Look through the lines below and copy each one that includes "OpenAIResult".

● ● ● ● ●

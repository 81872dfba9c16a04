use serde::{Deserialize, Serialize};

use super::client::{OpenAIClient, send_json};
use super::error::{OpenAIError, OpenAIResult};

/// One chat turn.
#[derive(Debug, Clone, PartialEq, Eq, Serialize, Deserialize)]
pub struct ChatMessage {
    pub role: String,
    pub content: String,
}

impl ChatMessage {
    pub fn user(content: impl Into<String>) -> Self {
        Self {
            role: "user".to_string(),
            content: content.into(),
        }
    }
}

#[derive(Serialize)]
struct CompletionRequest<'a> {
    model: &'a str,
    messages: &'a [ChatMessage],
}

#[derive(Deserialize)]
struct CompletionResponse {
    choices: Vec<Choice>,
}

#[derive(Deserialize)]
struct Choice {
    message: ChoiceMessage,
}

#[derive(Deserialize)]
struct ChoiceMessage {
    #[serde(default)]
    content: Option<String>,
}

impl OpenAIClient {
    /// Run a chat completion and return the first choice's text.
    pub async fn chat_completion(
        &self,
        model: &str,
        messages: &[ChatMessage],
    ) -> OpenAIResult<String> {
        tracing::debug!(model, turns = messages.len(), "Requesting chat completion");

        let request = self
            .post("chat/completions")
            .json(&CompletionRequest { model, messages });

        let response: CompletionResponse = send_json(request).await?;

        response
            .choices
            .into_iter()
            .next()
            .map(|c| c.message.content.unwrap_or_default())
            .ok_or_else(|| OpenAIError::InvalidResponse("completion has no choices".to_string()))
    }
}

● ● ● ● ●

Your solution:
use super::error::{OpenAIError, OpenAIResult};
    ) -> OpenAIResult<String> {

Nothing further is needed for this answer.